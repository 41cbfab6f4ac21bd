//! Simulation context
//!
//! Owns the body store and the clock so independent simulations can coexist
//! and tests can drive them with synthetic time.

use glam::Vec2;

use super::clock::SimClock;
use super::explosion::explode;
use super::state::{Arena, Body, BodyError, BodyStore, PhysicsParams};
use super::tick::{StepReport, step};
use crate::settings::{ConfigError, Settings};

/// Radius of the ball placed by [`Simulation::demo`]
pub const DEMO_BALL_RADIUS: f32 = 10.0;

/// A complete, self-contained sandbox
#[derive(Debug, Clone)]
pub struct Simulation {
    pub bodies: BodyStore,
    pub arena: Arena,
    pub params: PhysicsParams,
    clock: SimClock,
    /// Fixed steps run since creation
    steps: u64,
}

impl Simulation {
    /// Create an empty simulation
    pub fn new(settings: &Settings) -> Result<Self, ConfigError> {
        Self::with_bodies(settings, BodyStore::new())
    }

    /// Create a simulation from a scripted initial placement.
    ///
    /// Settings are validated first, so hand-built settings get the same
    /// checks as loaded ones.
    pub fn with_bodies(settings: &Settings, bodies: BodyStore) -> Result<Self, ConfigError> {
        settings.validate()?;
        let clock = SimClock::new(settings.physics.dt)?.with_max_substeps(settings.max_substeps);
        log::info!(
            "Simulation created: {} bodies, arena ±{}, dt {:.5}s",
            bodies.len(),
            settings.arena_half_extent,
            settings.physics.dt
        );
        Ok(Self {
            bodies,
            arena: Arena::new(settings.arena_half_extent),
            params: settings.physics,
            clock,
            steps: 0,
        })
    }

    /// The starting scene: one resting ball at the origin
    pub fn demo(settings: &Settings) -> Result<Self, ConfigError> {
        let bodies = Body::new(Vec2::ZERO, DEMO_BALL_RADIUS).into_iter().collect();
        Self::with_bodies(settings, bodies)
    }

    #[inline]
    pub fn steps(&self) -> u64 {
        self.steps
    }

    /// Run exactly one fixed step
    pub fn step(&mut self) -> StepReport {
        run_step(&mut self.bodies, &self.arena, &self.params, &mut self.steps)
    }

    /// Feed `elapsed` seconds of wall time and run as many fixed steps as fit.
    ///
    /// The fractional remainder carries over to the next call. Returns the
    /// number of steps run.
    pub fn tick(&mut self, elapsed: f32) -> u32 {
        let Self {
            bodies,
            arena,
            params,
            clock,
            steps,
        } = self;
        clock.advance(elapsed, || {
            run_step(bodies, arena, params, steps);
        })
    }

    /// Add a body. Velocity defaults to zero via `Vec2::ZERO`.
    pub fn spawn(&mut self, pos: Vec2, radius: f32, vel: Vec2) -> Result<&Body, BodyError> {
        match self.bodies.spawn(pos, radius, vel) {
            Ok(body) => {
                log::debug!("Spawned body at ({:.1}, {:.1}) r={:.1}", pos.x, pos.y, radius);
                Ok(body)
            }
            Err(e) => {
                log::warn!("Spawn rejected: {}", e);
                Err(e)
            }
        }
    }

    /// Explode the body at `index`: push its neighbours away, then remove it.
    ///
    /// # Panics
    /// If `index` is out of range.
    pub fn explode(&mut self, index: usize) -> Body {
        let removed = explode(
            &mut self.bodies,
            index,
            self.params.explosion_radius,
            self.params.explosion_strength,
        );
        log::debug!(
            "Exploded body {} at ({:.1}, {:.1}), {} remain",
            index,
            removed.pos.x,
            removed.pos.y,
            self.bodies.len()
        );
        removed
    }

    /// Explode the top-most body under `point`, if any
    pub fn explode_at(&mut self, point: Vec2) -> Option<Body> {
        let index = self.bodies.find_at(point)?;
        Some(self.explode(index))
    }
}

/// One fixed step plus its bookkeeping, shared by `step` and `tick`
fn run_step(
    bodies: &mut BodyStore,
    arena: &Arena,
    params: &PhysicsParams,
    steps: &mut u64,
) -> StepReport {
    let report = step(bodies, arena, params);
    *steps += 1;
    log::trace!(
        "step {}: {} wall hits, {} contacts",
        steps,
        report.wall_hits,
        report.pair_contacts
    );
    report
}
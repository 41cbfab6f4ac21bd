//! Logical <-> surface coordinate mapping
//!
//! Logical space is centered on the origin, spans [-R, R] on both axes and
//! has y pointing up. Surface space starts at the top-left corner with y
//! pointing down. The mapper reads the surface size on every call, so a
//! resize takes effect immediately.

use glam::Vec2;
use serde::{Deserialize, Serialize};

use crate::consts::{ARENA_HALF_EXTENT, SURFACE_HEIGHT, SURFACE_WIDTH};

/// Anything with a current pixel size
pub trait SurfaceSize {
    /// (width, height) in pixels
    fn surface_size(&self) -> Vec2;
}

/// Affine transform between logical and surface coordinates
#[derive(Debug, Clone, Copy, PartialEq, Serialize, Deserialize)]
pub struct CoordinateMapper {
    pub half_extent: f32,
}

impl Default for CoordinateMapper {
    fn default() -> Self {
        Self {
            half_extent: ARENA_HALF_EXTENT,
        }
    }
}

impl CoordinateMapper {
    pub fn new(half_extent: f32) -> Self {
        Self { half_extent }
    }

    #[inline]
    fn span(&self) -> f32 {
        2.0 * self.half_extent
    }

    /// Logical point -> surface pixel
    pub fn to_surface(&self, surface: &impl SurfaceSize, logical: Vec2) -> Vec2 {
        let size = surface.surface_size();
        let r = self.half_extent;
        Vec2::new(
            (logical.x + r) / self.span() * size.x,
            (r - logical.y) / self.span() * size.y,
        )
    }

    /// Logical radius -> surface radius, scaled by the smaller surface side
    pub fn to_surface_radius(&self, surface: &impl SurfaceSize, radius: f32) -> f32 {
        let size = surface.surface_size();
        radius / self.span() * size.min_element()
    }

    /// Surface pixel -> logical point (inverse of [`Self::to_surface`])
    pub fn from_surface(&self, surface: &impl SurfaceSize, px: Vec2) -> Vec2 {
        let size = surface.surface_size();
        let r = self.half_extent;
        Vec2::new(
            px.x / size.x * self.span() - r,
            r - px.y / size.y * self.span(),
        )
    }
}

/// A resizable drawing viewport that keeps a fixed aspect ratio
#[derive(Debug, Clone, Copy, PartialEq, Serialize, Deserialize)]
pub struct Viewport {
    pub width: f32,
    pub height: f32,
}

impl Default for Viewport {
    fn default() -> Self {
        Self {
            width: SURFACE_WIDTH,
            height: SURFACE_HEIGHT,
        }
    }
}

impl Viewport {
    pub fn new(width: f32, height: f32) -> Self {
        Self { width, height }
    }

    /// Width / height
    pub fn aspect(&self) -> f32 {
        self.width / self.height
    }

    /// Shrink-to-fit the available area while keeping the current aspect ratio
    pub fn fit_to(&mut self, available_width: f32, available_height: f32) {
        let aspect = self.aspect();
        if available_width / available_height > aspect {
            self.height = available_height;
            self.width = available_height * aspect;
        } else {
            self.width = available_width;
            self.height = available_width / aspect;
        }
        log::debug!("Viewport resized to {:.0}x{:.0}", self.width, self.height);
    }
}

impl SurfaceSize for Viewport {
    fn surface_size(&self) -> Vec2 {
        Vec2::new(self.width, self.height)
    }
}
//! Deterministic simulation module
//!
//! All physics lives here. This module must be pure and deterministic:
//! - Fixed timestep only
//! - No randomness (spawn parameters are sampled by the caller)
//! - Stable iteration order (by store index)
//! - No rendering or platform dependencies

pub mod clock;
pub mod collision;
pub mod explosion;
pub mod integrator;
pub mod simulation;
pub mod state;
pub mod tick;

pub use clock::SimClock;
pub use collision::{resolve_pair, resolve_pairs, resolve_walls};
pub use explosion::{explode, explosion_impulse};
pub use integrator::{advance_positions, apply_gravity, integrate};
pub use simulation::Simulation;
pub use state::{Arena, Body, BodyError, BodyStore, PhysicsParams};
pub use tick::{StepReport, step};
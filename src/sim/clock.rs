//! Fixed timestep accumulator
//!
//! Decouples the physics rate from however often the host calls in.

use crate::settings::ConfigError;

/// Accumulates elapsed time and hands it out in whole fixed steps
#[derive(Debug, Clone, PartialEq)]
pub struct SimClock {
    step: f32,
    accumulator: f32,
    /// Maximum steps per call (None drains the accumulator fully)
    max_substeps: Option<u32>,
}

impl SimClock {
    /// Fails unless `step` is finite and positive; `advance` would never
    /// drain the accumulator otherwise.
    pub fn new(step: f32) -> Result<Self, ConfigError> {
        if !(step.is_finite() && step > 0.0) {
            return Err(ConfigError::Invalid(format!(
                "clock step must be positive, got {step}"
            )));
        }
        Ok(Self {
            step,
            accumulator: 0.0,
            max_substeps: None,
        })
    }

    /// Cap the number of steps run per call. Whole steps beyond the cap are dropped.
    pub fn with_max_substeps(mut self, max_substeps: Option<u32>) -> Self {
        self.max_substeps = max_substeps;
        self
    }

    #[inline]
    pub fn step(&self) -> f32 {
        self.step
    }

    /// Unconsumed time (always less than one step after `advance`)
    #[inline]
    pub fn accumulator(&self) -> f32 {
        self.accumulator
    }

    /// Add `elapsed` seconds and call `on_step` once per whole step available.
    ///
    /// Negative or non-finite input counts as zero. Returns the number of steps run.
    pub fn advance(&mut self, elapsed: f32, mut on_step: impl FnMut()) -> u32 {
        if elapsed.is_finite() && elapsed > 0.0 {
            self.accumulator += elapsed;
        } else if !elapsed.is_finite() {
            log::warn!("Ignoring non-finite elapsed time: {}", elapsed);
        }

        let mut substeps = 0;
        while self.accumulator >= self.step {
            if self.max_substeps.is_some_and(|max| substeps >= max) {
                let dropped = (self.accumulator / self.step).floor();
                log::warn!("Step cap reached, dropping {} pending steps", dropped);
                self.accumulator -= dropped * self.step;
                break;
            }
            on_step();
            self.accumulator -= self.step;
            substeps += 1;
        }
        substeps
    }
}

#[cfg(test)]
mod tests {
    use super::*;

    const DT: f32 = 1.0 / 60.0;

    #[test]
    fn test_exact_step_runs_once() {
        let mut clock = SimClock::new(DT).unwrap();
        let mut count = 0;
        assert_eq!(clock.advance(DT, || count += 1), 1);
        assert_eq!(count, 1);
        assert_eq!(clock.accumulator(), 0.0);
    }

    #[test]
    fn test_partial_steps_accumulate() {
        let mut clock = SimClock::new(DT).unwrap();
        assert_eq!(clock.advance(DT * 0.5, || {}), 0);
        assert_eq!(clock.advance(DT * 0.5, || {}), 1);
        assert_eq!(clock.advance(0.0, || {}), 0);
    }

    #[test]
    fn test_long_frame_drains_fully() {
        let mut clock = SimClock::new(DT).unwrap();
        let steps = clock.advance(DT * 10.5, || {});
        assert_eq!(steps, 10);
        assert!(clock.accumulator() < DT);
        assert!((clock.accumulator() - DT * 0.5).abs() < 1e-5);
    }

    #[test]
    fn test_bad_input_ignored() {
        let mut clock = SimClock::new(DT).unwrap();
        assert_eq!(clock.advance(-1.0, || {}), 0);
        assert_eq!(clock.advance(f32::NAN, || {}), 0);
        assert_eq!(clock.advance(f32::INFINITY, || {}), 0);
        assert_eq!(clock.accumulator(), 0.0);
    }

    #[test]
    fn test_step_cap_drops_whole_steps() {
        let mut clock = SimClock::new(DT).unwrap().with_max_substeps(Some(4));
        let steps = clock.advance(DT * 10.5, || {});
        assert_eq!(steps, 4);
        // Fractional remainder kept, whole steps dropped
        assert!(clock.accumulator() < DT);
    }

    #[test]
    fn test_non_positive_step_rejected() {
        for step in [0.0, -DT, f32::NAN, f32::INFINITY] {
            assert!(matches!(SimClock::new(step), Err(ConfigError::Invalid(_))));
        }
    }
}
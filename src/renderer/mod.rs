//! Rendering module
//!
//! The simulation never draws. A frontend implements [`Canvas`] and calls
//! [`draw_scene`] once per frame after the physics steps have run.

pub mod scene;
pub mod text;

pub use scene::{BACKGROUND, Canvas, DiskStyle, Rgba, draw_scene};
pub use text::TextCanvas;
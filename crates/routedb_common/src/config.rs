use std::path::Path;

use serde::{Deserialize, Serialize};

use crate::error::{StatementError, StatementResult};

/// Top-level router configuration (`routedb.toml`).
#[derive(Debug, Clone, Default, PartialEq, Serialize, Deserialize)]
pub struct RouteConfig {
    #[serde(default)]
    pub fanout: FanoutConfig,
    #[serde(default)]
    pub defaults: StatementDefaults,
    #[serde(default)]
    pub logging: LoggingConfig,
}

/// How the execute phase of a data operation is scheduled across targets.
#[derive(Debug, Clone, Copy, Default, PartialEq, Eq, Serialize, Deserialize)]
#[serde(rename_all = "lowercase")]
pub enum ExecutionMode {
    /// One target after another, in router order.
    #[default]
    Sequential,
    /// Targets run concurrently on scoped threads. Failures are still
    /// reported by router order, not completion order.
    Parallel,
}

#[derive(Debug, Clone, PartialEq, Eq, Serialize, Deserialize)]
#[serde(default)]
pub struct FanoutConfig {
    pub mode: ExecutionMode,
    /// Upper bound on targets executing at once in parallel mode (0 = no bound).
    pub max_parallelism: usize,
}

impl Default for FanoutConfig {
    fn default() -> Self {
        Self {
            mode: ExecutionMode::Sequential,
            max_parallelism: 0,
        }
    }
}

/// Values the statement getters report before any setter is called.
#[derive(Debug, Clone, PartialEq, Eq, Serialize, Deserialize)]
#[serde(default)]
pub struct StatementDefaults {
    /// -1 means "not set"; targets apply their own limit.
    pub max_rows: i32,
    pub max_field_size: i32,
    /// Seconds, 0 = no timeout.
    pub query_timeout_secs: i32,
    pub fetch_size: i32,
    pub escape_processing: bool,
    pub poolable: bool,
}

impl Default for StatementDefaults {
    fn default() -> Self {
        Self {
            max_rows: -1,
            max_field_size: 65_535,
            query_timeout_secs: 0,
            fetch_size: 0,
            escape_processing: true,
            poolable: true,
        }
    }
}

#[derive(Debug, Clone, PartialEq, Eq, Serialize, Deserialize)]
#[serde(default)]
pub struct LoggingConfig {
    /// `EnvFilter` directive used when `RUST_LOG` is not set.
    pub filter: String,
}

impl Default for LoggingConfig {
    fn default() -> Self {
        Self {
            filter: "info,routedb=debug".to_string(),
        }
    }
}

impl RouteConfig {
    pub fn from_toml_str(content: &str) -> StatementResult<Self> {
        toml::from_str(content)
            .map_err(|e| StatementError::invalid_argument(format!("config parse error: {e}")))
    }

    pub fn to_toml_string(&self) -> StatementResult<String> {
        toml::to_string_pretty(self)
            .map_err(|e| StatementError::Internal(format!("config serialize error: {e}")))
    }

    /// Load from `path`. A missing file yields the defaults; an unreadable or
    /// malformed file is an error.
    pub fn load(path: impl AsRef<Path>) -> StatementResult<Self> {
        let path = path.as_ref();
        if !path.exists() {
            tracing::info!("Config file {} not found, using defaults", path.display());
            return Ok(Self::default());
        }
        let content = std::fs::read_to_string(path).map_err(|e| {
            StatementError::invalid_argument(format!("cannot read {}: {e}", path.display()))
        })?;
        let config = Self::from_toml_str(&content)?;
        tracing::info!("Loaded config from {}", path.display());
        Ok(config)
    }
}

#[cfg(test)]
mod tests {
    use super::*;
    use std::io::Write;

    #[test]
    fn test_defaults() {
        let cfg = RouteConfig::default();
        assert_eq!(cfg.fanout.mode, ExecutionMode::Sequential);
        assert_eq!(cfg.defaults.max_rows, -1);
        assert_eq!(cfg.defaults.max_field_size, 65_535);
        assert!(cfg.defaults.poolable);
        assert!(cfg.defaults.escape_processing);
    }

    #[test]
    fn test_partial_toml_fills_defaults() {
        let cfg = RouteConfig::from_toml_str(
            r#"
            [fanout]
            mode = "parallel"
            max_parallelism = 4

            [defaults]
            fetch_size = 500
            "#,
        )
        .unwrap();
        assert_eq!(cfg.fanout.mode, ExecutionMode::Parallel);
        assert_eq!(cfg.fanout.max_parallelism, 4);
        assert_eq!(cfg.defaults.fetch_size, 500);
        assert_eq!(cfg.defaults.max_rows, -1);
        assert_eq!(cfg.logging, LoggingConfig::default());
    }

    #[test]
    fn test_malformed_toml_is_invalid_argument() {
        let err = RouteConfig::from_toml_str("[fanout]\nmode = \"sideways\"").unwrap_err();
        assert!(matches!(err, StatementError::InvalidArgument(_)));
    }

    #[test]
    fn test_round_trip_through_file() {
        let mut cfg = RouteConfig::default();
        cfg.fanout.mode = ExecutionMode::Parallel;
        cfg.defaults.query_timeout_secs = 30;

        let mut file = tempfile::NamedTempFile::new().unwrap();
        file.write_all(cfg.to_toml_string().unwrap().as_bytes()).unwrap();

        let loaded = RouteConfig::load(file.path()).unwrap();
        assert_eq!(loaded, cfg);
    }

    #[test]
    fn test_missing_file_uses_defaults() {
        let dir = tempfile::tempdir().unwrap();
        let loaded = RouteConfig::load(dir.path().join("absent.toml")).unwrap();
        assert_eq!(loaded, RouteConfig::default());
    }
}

■ YOUR GOAL:
Scan the material for the string "FanoutConfig". Copy each line where it appears.

■ EXERCISE ANSWER:
    pub fanout: FanoutConfig,
pub struct FanoutConfig {
impl Default for FanoutConfig {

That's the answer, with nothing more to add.